A truly smart fridge would assess and analyze the healthiness of the foods it contains and connect with Siri, Alexa and other virtual assistants to offer helpful commentary such as, “Just because Ben & Jerry’s cares about the planet, it doesn’t mean it cares about your arteries.”
The smartest fridge would connect with our smart commode, shopping history, bathroom scale, Fitbit and electronic health records to offer guidance such as, “Close the door, porky. Go for a walk.”
4. Smart cats
No, cats are not things per se and can’t be connected via Bluetooth to any household device or interconnected system to do anything they don’t feel like doing ever.
But wouldn’t it be nice if our cats would do something while they’re home all day lazing around in sunny spots while we’re out slaving for the money to feed them the expensive prescription urinary gourmet morsels in gravy? While we’re dining on cheap bacon-cheesy Hot Pockets that will cause us to die before the cats do?

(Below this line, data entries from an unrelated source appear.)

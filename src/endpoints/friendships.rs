//! Follow graph endpoints

use super::q;
use crate::api::{InstagramApiGeneric, backoff::Sleeper};
use crate::types::{FollowListKind, ResponseEnvelope};
use crate::Result;
use serde_json::json;

/// `friendships/{id}/followers/`; the cursor is appended only when non-empty
fn followers_path(user_id: &str, max_id: &str, rank_token: &str) -> String {
    let mut url = format!("friendships/{}/followers/?rank_token={}", user_id, rank_token);
    if !max_id.is_empty() {
        url.push_str(&format!("&max_id={}", q(max_id)));
    }
    url
}

fn followings_path(user_id: &str, max_id: &str, key_version: &str, rank_token: &str) -> String {
    format!(
        "friendships/{}/following/?max_id={}&ig_sig_key_version={}&rank_token={}",
        user_id,
        q(max_id),
        key_version,
        rank_token
    )
}

impl<S: Sleeper> InstagramApiGeneric<S> {
    async fn friendship_action(&self, action: &str, user_id: &str) -> Result<ResponseEnvelope> {
        let data = json!({"user_id": user_id});
        self.post(&format!("friendships/{}/{}/", action, user_id), data).await
    }

    /// Follow a user
    pub async fn follow(&self, user_id: &str) -> Result<ResponseEnvelope> {
        self.friendship_action("create", user_id).await
    }

    /// Unfollow a user
    pub async fn unfollow(&self, user_id: &str) -> Result<ResponseEnvelope> {
        self.friendship_action("destroy", user_id).await
    }

    /// Block a user
    pub async fn block(&self, user_id: &str) -> Result<ResponseEnvelope> {
        self.friendship_action("block", user_id).await
    }

    /// Unblock a user
    pub async fn unblock(&self, user_id: &str) -> Result<ResponseEnvelope> {
        self.friendship_action("unblock", user_id).await
    }

    /// Relationship between the session user and `user_id`
    pub async fn user_friendship(&self, user_id: &str) -> Result<ResponseEnvelope> {
        self.friendship_action("show", user_id).await
    }

    /// One page of followers
    pub async fn get_user_followers(
        &self,
        user_id: &str,
        max_id: &str,
    ) -> Result<ResponseEnvelope> {
        let url = followers_path(user_id, max_id, &self.rank_token().await);
        self.get(&url).await
    }

    /// One page of followed accounts
    pub async fn get_user_followings(
        &self,
        user_id: &str,
        max_id: &str,
    ) -> Result<ResponseEnvelope> {
        let url = followings_path(
            user_id,
            max_id,
            &self.settings().api.sig_key_version,
            &self.rank_token().await,
        );
        self.get(&url).await
    }

    /// One page of followers or followings of a user
    pub async fn get_follow_list(
        &self,
        kind: FollowListKind,
        user_id: &str,
        max_id: &str,
    ) -> Result<ResponseEnvelope> {
        match kind {
            FollowListKind::Followers => self.get_user_followers(user_id, max_id).await,
            FollowListKind::Followings => self.get_user_followings(user_id, max_id).await,
        }
    }

    /// First page of the logged-in account's followers
    pub async fn get_self_user_followers(&self) -> Result<ResponseEnvelope> {
        let user_id = self.user_id().await;
        self.get_user_followers(&user_id, "").await
    }

    /// First page of accounts the logged-in account follows
    pub async fn get_self_users_following(&self) -> Result<ResponseEnvelope> {
        let user_id = self.user_id().await;
        self.get_user_followings(&user_id, "").await
    }
}
#[tokio::test]
async fn test_rate_limit_waits_cooldown() {
    let server = MockServer::start().await;
    mount_handshake(&server).await;
    mount_login_ok(&server).await;
    Mock::given(method("POST"))
        .and(path("/api/v1/media/1_2/like/"))
        .respond_with(ResponseTemplate::new(429).set_body_json(json!({"status": "fail"})))
        .mount(&server)
        .await;
    let (api, sleeper) = create_test_api(&server, MemoryCredentialStore::default());
    login(&api).await;

    let err = api.like("1_2").await.unwrap_err();

    assert!(matches!(err, Error::RateLimited { cooldown_secs: 300 }));
    assert!(err.is_request_failure());
    assert_eq!(sleeper.waits(), vec![Duration::from_secs(300)]);
    assert_eq!(api.total_requests(), 3);
}

#[tokio::test]
async fn test_bad_request_and_other_statuses() {
    let server = MockServer::start().await;
    mount_handshake(&server).await;
    mount_login_ok(&server).await;
    Mock::given(method("POST"))
        .and(path("/api/v1/media/1_2/comment/"))
        .respond_with(ResponseTemplate::new(400).set_body_json(json!({
            "message": "feedback_required",
            "error_type": "spam"
        })))
        .mount(&server)
        .await;
    Mock::given(method("GET"))
        .and(path("/api/v1/news/"))
        .respond_with(ResponseTemplate::new(500).set_body_string("oops"))
        .mount(&server)
        .await;
    Mock::given(method("GET"))
        .and(path("/api/v1/discover/explore/"))
        .respond_with(ResponseTemplate::new(200).set_body_string("<html>"))
        .mount(&server)
        .await;
    let (api, sleeper) = create_test_api(&server, MemoryCredentialStore::default());
    login(&api).await;

    let err = api.comment("1_2", "nice").await.unwrap_err();
    assert!(matches!(
        err,
        Error::BadRequest { ref message, ref error_type }
            if message.as_deref() == Some("feedback_required")
                && error_type.as_deref() == Some("spam")
    ));
    assert_eq!(err.status(), Some(400));

    let err = api.get_following_recent_activity().await.unwrap_err();
    assert!(matches!(err, Error::Http { status: 500, body: None }));

    let err = api.explore().await.unwrap_err();
    assert!(matches!(err, Error::MalformedResponse { .. }));

    assert!(sleeper.waits().is_empty());
    assert!(api.is_authenticated().await);
}

#[tokio::test]
async fn test_unauthenticated_calls_send_nothing() {
    let server = MockServer::start().await;
    let (api, _) = create_test_api(&server, MemoryCredentialStore::default());

    assert!(matches!(api.follow("123").await, Err(Error::NotAuthenticated)));
    assert!(matches!(api.get_timeline().await, Err(Error::NotAuthenticated)));
    assert!(matches!(
        api.get_total_user_feed("123", None).await,
        Err(Error::NotAuthenticated)
    ));

    assert_eq!(api.total_requests(), 0);
    assert!(server.received_requests().await.unwrap().is_empty());
}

Maybe if our cats are so smart, when their smart collars prompt, they could pop the screw top off our $5 Target wine and let it gasp for breath when our iPhones indicates we’re getting close to home. Is that too much to ask of the so very important cats?
5. Smart pajamas
These would Bluetooth-connect to the commode, sofa, fridge and cat apps to indicate when it’s time to get out of bed, shower, shave in bodily places where shaving is de rigueur, use hygiene products, dress in being-seen-in-public clothes, suspend thinking that having seven cats is a social life, and get out of the house. And also, wash the pajamas after a month, whether we think they need it or not.
Look for ads for All Free Clear, Tide Clean & Fresh and other laundry detergent to pop up on your Facebook feed.
By the way, if anyone thinks these are good ideas and tries to cash in with a startup that eventually goes public or gets bought by Google, Apple or Microsoft and makes billions for its geek founders who then buy $200,000 Lamborghini Huracán supercars they can’t drive in spite of their incredible tech prowess, forget it.
I know a good IP lawyer. Who spends his days in pajamas surrounded by cats. So he has plenty of time and the need to rack up the billable hours.
Jeffrey Denny is a Washington writer.